Greg Long, MassMutual’s head/client acquisition marketing, discussed this subject at KNect365’s Marketing, Analytics and Data Science (MADS) Conference.
Previously, he reported, the Massachusetts-based company used a “broadcast approach” when promoting its 401(k) retirement plans.
“Everybody got the same message the same amount of times,” he said. (For more, read WARC’s in-depth report: MassMutual peers into the minds of its customers to sell retirement.)
“There were some slight tweaks to the copy for segmentation, but it was a very basic segmentation. It was on age and gender, very demographic-based.”
As a result, “the content and the messaging wasn’t really relevant to the consumer. It didn’t speak enough to them and wasn’t distinct enough to move the needle."
A new strategy, however, divided its audience into three buckets – namely, “assured”, “aspiring” and “apprehensive” consumers – that were premised on factors such as confidence and self-perceived preparedness for retirement.

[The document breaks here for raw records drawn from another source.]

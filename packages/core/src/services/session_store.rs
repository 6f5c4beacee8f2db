//! In-Memory Editing Sessions
//!
//! Keeps one record per connected operator: who they are, the tree they last
//! loaded and the plan they last computed. The boundary layer reads the cached
//! tree back when validating or committing, so a plan is always checked against
//! the snapshot the operator was actually looking at.
//!
//! # Expiry
//!
//! Sessions expire a fixed time after creation (30 minutes by default). Access
//! does not extend the lifetime. An expired session is dropped the first time
//! it is touched and reported as [`RestructureError::SessionExpired`];
//! [`SessionStore::purge_expired`] sweeps the rest.

use crate::config::EngineConfig;
use crate::models::{MoveOperation, PageNode};
use crate::services::error::RestructureError;
use serde::{Deserialize, Serialize};
use std::collections::HashMap;
use std::sync::Arc;
use std::time::{Duration, Instant};
use tokio::sync::RwLock;

/// Identity of the operator owning a session
#[derive(Debug, Clone, PartialEq, Eq, Serialize, Deserialize)]
#[serde(rename_all = "camelCase")]
pub struct SessionUser {
    pub account_id: String,
    pub display_name: String,
}

/// Per-operator editing state
#[derive(Debug, Clone)]
pub struct SessionState {
    pub id: String,
    pub user: SessionUser,
    pub created_at: Instant,

    /// Baseline tree from the operator's most recent load
    pub last_loaded_tree: Option<PageNode>,

    /// Plan from the operator's most recent plan computation
    pub last_plan: Vec<MoveOperation>,
}

impl SessionState {
    fn is_expired(&self, ttl: Duration) -> bool {
        self.created_at.elapsed() > ttl
    }
}

/// Shared session map with creation-based expiry
#[derive(Clone)]
pub struct SessionStore {
    sessions: Arc<RwLock<HashMap<String, SessionState>>>,
    ttl: Duration,
}

impl SessionStore {
    /// Create a store with the default 30 minute lifetime.
    pub fn new() -> Self {
        Self::with_ttl(EngineConfig::default().session_ttl())
    }

    /// Create a store with a custom lifetime (primarily for testing)
    pub fn with_ttl(ttl: Duration) -> Self {
        Self {
            sessions: Arc::new(RwLock::new(HashMap::new())),
            ttl,
        }
    }

    pub fn from_config(config: &EngineConfig) -> Self {
        Self::with_ttl(config.session_ttl())
    }

    pub fn ttl(&self) -> Duration {
        self.ttl
    }

    /// Open a new session for `user` under a fresh random id.
    pub async fn create(&self, user: SessionUser) -> SessionState {
        let state = SessionState {
            id: uuid::Uuid::new_v4().to_string(),
            user,
            created_at: Instant::now(),
            last_loaded_tree: None,
            last_plan: Vec::new(),
        };

        self.sessions
            .write()
            .await
            .insert(state.id.clone(), state.clone());

        tracing::info!(
            "Created session {} for account '{}'",
            state.id,
            state.user.account_id
        );
        state
    }

    /// Fetch a live session.
    pub async fn get(&self, session_id: &str) -> Result<SessionState, RestructureError> {
        let mut sessions = self.sessions.write().await;
        live_session(&mut sessions, session_id, self.ttl).map(|state| state.clone())
    }

    /// Record the tree the operator just loaded.
    pub async fn touch_tree(&self, session_id: &str, tree: PageNode) -> Result<(), RestructureError> {
        let mut sessions = self.sessions.write().await;
        let state = live_session(&mut sessions, session_id, self.ttl)?;
        state.last_loaded_tree = Some(tree);
        Ok(())
    }

    /// Record the plan the operator just computed.
    pub async fn touch_plan(
        &self,
        session_id: &str,
        plan: Vec<MoveOperation>,
    ) -> Result<(), RestructureError> {
        let mut sessions = self.sessions.write().await;
        let state = live_session(&mut sessions, session_id, self.ttl)?;
        state.last_plan = plan;
        Ok(())
    }

    /// Close a session; returns false if it did not exist.
    pub async fn remove(&self, session_id: &str) -> bool {
        self.sessions.write().await.remove(session_id).is_some()
    }

    /// Drop every expired session, returning how many were removed.
    pub async fn purge_expired(&self) -> usize {
        let mut sessions = self.sessions.write().await;
        let before = sessions.len();
        sessions.retain(|_, state| !state.is_expired(self.ttl));
        let purged = before - sessions.len();

        if purged > 0 {
            tracing::debug!("Purged {} expired session(s)", purged);
        }
        purged
    }

    pub async fn len(&self) -> usize {
        self.sessions.read().await.len()
    }

    pub async fn is_empty(&self) -> bool {
        self.sessions.read().await.is_empty()
    }
}

impl Default for SessionStore {
    fn default() -> Self {
        Self::new()
    }
}

/// Look up a session, evicting it if expired.
fn live_session<'a>(
    sessions: &'a mut HashMap<String, SessionState>,
    session_id: &str,
    ttl: Duration,
) -> Result<&'a mut SessionState, RestructureError> {
    let expired = match sessions.get(session_id) {
        Some(state) => state.is_expired(ttl),
        None => return Err(RestructureError::session_not_found(session_id)),
    };

    if expired {
        sessions.remove(session_id);
        tracing::debug!("Session {} expired", session_id);
        return Err(RestructureError::session_expired(session_id));
    }

    sessions
        .get_mut(session_id)
        .ok_or_else(|| RestructureError::session_not_found(session_id))
}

The goal of MassMutual’s activity here was to encourage people to save more in the retirement plans that were available through their employers.
And the initial campaign’s success led MassMutual to take a similar approach with later initiatives. “We continue to iterate and change the models and the segmentation,” Long said.
“We’re doing continuous improvement with the models, feeding [them] year after year data. Every time we run a campaign, we feed it back through the models and they continue to improve.”
Early returns spurred considerable enthusiasm among employers. “We keep telling our business partners, ‘Don’t expect this every year, because the results have been astounding,’” Long quipped.
A combination of research and data science that underpinned MassMutual’s work also served as an important internal proof point, too. “These results really brought home the power of data science to the entire organisation,” Long said.